Note: We've used 90 degrees as our limit in our discussion but the following holds true for any angle we care to use.

If we refer to the direction of the obtuse angle as being from the first line to the second line then:

For clockwise angles Mach succeeds. i.e. it blends when it should and doesn't blend when it shouldn't.

BUT For anti-clockwise angles Mach fails. i.e. it doesn't blend when it should and does blend when it shouldn't.

If you run the code fragment you posted to me you'll see that it blends (when it shouldn't) but if you cut exactly the same two lines starting from the other end, Mach works fine. I've tried it with loads of examples and the above seems to hold.

The attached pic might help.

Thanks

Ian

2006
General Mach Discussion / Re: Constant velocity
« on: September 28, 2007, 03:34:38 AM »
Jim - you tell me to keep it simple. I thought that's what I was doing when I sent the two short examples to Brian. I have not undertaken this post lightly - I NEED CV to work for me. I spent several hours yesterday doing nothing else but testing the "Stop CV on angles >" and I've done all the simple stuff like you've suggested.

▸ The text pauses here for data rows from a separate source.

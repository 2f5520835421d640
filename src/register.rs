//! ADF4351 registers
//!
//! Six 32-bit latches, R0..R5. The three low bits of every word select the
//! destination latch, the remaining bits hold the bitfields below.

use core::fmt;
use core::marker::PhantomData;

/// Register number marker types
macro_rules! gen_register_marker {
    ($r:ident, $n:tt) => {
        /// Register marker
        #[derive(Debug, Copy, Clone, PartialEq, Eq)]
        pub struct $r {}

        impl Default for Reg<$r> {
            #[inline]
            fn default() -> Self {
                Reg { w: $n, phantom: PhantomData::default() }
            }
        }
    };
}

gen_register_marker!(R0, 0);
gen_register_marker!(R1, 1);
gen_register_marker!(R2, 2);
gen_register_marker!(R3, 3);
gen_register_marker!(R4, 4);
gen_register_marker!(R5, 5);

/// Mask covering the low `len` bits.
#[inline]
fn low_mask(len: u8) -> u32 {
    if len >= 32 {
        u32::MAX
    } else {
        (1u32 << len) - 1
    }
}

/// Single config register
#[derive(Debug, Copy, Clone, PartialEq, Eq)]
pub struct Reg<R> {
    /// Config register word
    w: u32,
    phantom: PhantomData<R>,
}

/// Bit operations on 32bit words
impl<R> Reg<R> {
    /// Whole register word.
    #[inline]
    pub fn word(self: &Self) -> u32 {
        self.w
    }

    /// Replaces the whole register word, control bits included.
    #[inline]
    pub fn set_word(mut self: Self, w: u32) -> Self {
        self.w = w;
        self
    }

    /// Extracts `len` bits starting at bit `start`.
    #[inline]
    pub fn field(self: &Self, start: u8, len: u8) -> u32 {
        debug_assert!(start as u32 + len as u32 <= 32);
        (self.w >> start) & low_mask(len)
    }

    /// Merges the low `len` bits of `value` into the word at bit `start`,
    /// leaving every other bit untouched.
    #[inline]
    pub fn set_field(mut self: Self, start: u8, len: u8, value: u32) -> Self {
        debug_assert!(start as u32 + len as u32 <= 32);
        let mask = low_mask(len) << start;
        self.w = (self.w & !mask) | ((value << start) & mask);
        self
    }

    #[inline]
    pub fn get<F>(self: &Self) -> F
    where
        F: Sized + BitField<R> + From<u32>,
    {
        F::from(self.field(F::offset(), F::num_bits()))
    }

    #[inline]
    pub fn set<F>(self: Self, f: F) -> Self
    where
        F: Sized + BitField<R> + Into<u32>,
    {
        self.set_field(F::offset(), F::num_bits(), f.into())
    }
}

/// Full set of config registers.
/// Defaults to all config bits set to 0 (control bits hold the register address).
///
/// When power is first applied to the ADF4351, the part requires
/// six writes (one each to R5, R4, R3, R2, R1, and R0) for the output
/// to become active.
#[derive(Debug, Copy, Clone, Default, PartialEq, Eq)]
pub struct RegisterSet {
    pub r0: Reg<R0>,
    pub r1: Reg<R1>,
    pub r2: Reg<R2>,
    pub r3: Reg<R3>,
    pub r4: Reg<R4>,
    pub r5: Reg<R5>,
}

/// Type-indexed register access
pub trait RIdx<R> {
    fn r(self: &Self) -> Reg<R>;
    fn update_r<F>(self: Self, f: F) -> Self
    where
        F: FnOnce(Reg<R>) -> Reg<R>;
}

macro_rules! gen_register_index {
    ($r:ident, $f:tt) => {
        impl RIdx<$r> for RegisterSet {
            #[inline]
            fn r(self: &Self) -> Reg<$r> {
                self.$f
            }
            #[inline]
            fn update_r<F>(mut self: Self, f: F) -> Self
            where
                F: FnOnce(Reg<$r>) -> Reg<$r>,
            {
                self.$f = f(self.$f);
                self
            }
        }
    };
}

gen_register_index!(R0, r0);
gen_register_index!(R1, r1);
gen_register_index!(R2, r2);
gen_register_index!(R3, r3);
gen_register_index!(R4, r4);
gen_register_index!(R5, r5);

impl RegisterSet {
    /// Register values in device format, indexed by register number.
    #[inline]
    pub fn to_words(self: &Self) -> [u32; 6] {
        [
            self.r0.word(),
            self.r1.word(),
            self.r2.word(),
            self.r3.word(),
            self.r4.word(),
            self.r5.word(),
        ]
    }

    /// Get register bitfield value
    #[inline]
    pub fn get<F, R>(self: &Self) -> F
    where
        F: Sized + BitField<R> + From<u32>,
        Self: RIdx<R>,
    {
        self.r().get()
    }

    /// Update register bitfield
    #[inline]
    pub fn set<F, R>(self: Self, f: F) -> Self
    where
        F: Sized + BitField<R> + Into<u32>,
        Self: RIdx<R>,
    {
        self.update_r(|r| r.set(f))
    }
}

impl fmt::Display for RegisterSet {
    fn fmt(&self, f: &mut fmt::Formatter<'_>) -> fmt::Result {
        for (i, w) in self.to_words().iter().enumerate() {
            writeln!(f, "R{} = 0b{:032b}", i, w)?;
        }
        Ok(())
    }
}

/// Bit operations on 32bit words
pub trait BitField<R> {
    /// Number of bits in the bit field
    fn num_bits() -> u8;

    /// Offset from 0
    fn offset() -> u8;
}

/// Generate BitField implementation
macro_rules! gen_bitfield_impl {
    ($r:ty, $n:ident, $nb:tt, $off:tt) => {
        impl BitField<$r> for $n {
            #[inline]
            fn num_bits() -> u8 {
                $nb
            }
            #[inline]
            fn offset() -> u8 {
                $off
            }
        }
    };
}

/// Small bitfield-encoded numbers boilerplate
macro_rules! gen_bitfield_struct {
    ($(#[$meta:meta])*, $r:ty, $n:ident, $v:ty, $nb:tt, $off:tt) => {
        $(#[$meta])*
        #[derive(Debug, Copy, Clone, PartialEq, Eq)]
        pub struct $n(pub $v);

        gen_bitfield_impl!($r, $n, $nb, $off);

        impl From<u32> for $n {
            #[inline]
            fn from(x: u32) -> Self {
                $n(x as $v)
            }
        }
        impl From<$n> for u32 {
            #[inline]
            fn from(x: $n) -> u32 {
                x.0 as u32
            }
        }
    };
}

/// Bitfield enums, `$d` is the variant for bit patterns with no name.
macro_rules! gen_bitfield_enum {
    ($(#[$meta:meta])*, $r:ty, $n:ident, $nb:tt, $off:tt, $d:ident,
     { $($(#[$vmeta:meta])* $v:ident = $x:expr),+ $(,)? }) => {
        $(#[$meta])*
        #[derive(Debug, Copy, Clone, PartialEq, Eq)]
        pub enum $n {
            $($(#[$vmeta])* $v = $x),+
        }

        gen_bitfield_impl!($r, $n, $nb, $off);

        impl From<u32> for $n {
            #[inline]
            fn from(x: u32) -> Self {
                match x {
                    $(v if v == $x => $n::$v,)+
                    _ => $n::$d,
                }
            }
        }
        impl From<$n> for u32 {
            #[inline]
            fn from(x: $n) -> u32 {
                x as u32
            }
        }
    };
}

gen_bitfield_struct!(
    /// INT, Bits[DB30:DB15]. Integer part of the feedback division factor,
    /// 23 to 65,535 with the 4/5 prescaler, 75 to 65,535 with 8/9.
    , R0, Int, u16, 16, 15
);

gen_bitfield_struct!(
    /// FRAC, Bits[DB14:DB3]. Numerator of the Σ-Δ fraction, 0 to (MOD − 1).
    , R0, Frac, u16, 12, 3
);

gen_bitfield_enum!(
    /// PR1, Bit DB27. Dual-modulus prescaler. The 4/5 core tops out at
    /// 3.6 GHz, above that 8/9 is required.
    , R1, Prescaler, 1, 27, Pr45, {
        /// INT N MIN = 23
        Pr45 = 0,
        /// INT N MIN = 75
        Pr89 = 1,
    }
);

gen_bitfield_struct!(
    /// Phase word, Bits[DB26:DB15]. Output phase 0° to 360° in steps of 360°/MOD.
    , R1, Phase, u16, 12, 15
);

gen_bitfield_struct!(
    /// MOD, Bits[DB14:DB3]. Ratio of the PFD frequency to the channel step.
    , R1, Mod, u16, 12, 3
);

gen_bitfield_enum!(
    /// MUXOUT, Bits[DB28:DB26]
    , R2, Muxout, 3, 26, Reserved, {
        ThreeStateOut = 0,
        Dvdd = 1,
        Dgnd = 2,
        RCntOut = 3,
        NDivOut = 4,
        Alock = 5,
        Dlock = 6,
        Reserved = 7,
    }
);

gen_bitfield_enum!(
    /// Reference doubler, Bit DB25. Max REFin with the doubler on is 30 MHz.
    , R2, RefDoubler, 1, 25, Disabled, {
        Disabled = 0,
        Enabled = 1,
    }
);

gen_bitfield_enum!(
    /// Reference divide-by-2 between the R counter and the PFD, Bit DB24.
    , R2, Rdiv2, 1, 24, Disabled, {
        Disabled = 0,
        Enabled = 1,
    }
);

gen_bitfield_struct!(
    /// 10-bit R counter, Bits[DB23:DB14], 1 to 1023.
    , R2, RCounter, u16, 10, 14
);

gen_bitfield_struct!(
    /// Charge pump current, Bits[DB12:DB9]
    , R2, ChargePumpCurrent, u8, 4, 9
);

gen_bitfield_enum!(
    /// Lock detect function, Bit DB8. 40 PFD cycles for FRAC-N, 5 for INT-N.
    , R2, Ldf, 1, 8, FracN, {
        FracN = 0,
        IntN = 1,
    }
);

gen_bitfield_enum!(
    /// Lock detect precision, Bit DB7. 10 ns window for FRAC-N, 6 ns for INT-N.
    , R2, Ldp, 1, 7, Ldp10ns, {
        Ldp10ns = 0,
        Ldp6ns = 1,
    }
);

gen_bitfield_enum!(
    /// Phase detector polarity, Bit DB6. Positive for passive or
    /// noninverting active loop filters.
    , R2, PhaseDetectorPolarity, 1, 6, Negative, {
        Negative = 0,
        Positive = 1,
    }
);

gen_bitfield_enum!(
    /// Band select clock mode, Bit DB23. High selects the faster logic
    /// sequence, band select divider must then be <= 254.
    , R3, BandSelectClockMode, 1, 23, Low, {
        Low = 0,
        High = 1,
    }
);

gen_bitfield_enum!(
    /// PFD antibacklash pulse width, Bit DB22
    , R3, AntiBacklashPulseWidth, 1, 22, AB6ns, {
        /// FRAC-N
        AB6ns = 0,
        /// INT-N
        AB3ns = 1,
    }
);

gen_bitfield_enum!(
    /// Charge pump charge cancellation, Bit DB21. Reduces PFD spurs in INT-N mode.
    , R3, ChargeCancellation, 1, 21, Disabled, {
        Disabled = 0,
        Enabled = 1,
    }
);

gen_bitfield_enum!(
    /// Cycle slip reduction, Bit DB18. Needs a 50% duty cycle at the PFD.
    , R3, CycleSlipReduction, 1, 18, Disabled, {
        Disabled = 0,
        Enabled = 1,
    }
);

gen_bitfield_struct!(
    /// 12-bit clock divider, Bits[DB14:DB3]. Phase resync / fast lock timeout.
    , R3, ClockDividerValue, u16, 12, 3
);

gen_bitfield_enum!(
    /// Feedback select, Bit DB23. Fundamental takes the N counter feedback
    /// straight from the VCO.
    , R4, FeedbackSelect, 1, 23, Divided, {
        Divided = 0,
        Fundamental = 1,
    }
);

gen_bitfield_struct!(
    /// RF output divider select, Bits[DB22:DB20], divider = 2^value.
    , R4, RfDividerSelect, u8, 3, 20
);

gen_bitfield_struct!(
    /// Band select clock divider, Bits[DB19:DB12]
    , R4, BandSelectClockDiv, u8, 8, 12
);

gen_bitfield_enum!(
    /// VCO power down, Bit DB11
    , R4, VcoPowerDown, 1, 11, PoweredUp, {
        PoweredUp = 0,
        PoweredDown = 1,
    }
);

gen_bitfield_enum!(
    /// Auxiliary RF output enable, Bit DB8
    , R4, AuxOutputEnable, 1, 8, Disabled, {
        Disabled = 0,
        Enabled = 1,
    }
);

gen_bitfield_enum!(
    /// Primary RF output enable, Bit DB5
    , R4, RfOutputEnable, 1, 5, Disabled, {
        Disabled = 0,
        Enabled = 1,
    }
);

gen_bitfield_struct!(
    /// Output power, Bits[DB4:DB3], -4 dBm to +5 dBm in 3 dB steps.
    , R4, OutputPower, u8, 2, 3
);

gen_bitfield_struct!(
    /// Bits[DB20:DB19] are reserved and must be programmed to 0b11.
    , R5, Reserved5, u8, 2, 19
);

gen_bitfield_enum!(
    /// Lock detect pin operation, Bits[DB23:DB22]
    , R5, LockDetectPin, 2, 22, Low, {
        Low = 0,
        DigitalLockDetect = 1,
        Low1 = 2,
        High = 3,
    }
);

Let me nail my colurs to the mast here. I think that the way that "Stop CV on angles >" has been implemented in the latest version of Mach (R2.45 as of the 5th Sep) is wrong and does NOT do what Art intended.

Brian gave me a code snippet in his last post, told me to set "Stop CV on angles >" to 90, and asked me what I saw. Well, I saw rounding with CV on and a sharp point when CV was off.

So let me ask you to test it and see what you get. I'd be very interested in your results. Note that units are in mm.

2007
General Mach Discussion / Re: Constant velocity
« on: September 27, 2007, 01:02:08 PM »
Sorry Brian - strike that last answer - it's NOT what I'd expect - but I DO get rounding. I'm getting confused now!!!!

2008
General Mach Discussion / Re: Constant velocity
« on: September 27, 2007, 12:58:21 PM »
Hi Brian

I ran your code with angle set to 90°.
With CV mode on I get rounding. With CV mode off I get no rounding which is exactly what I'd expect. Why do you say I shouldn't see any rounding?

Ian

2009
General Mach Discussion / Re: Constant velocity
« on: September 27, 2007, 12:14:01 PM »
Hi Brian

Sorry - had a customer taking up my time all afternoon... ;D
Now back to the REAL work. I'm not sure what you mean by make the file into two line moves.

Hi Brett

Thanks - I've read Arts post but I think my question with Brian at the moment is that CV may be meant to work like that, but I don't think it actually does. I'm sure Brian will correct me though if I'm wrong ;)

Ian

2010
General Mach Discussion / Re: Constant velocity
« on: September 27, 2007, 09:49:28 AM »
Thanks Brian

I'm afraid I'm still having trouble getting things to work as I'd like - would you walk me through a couple of things please?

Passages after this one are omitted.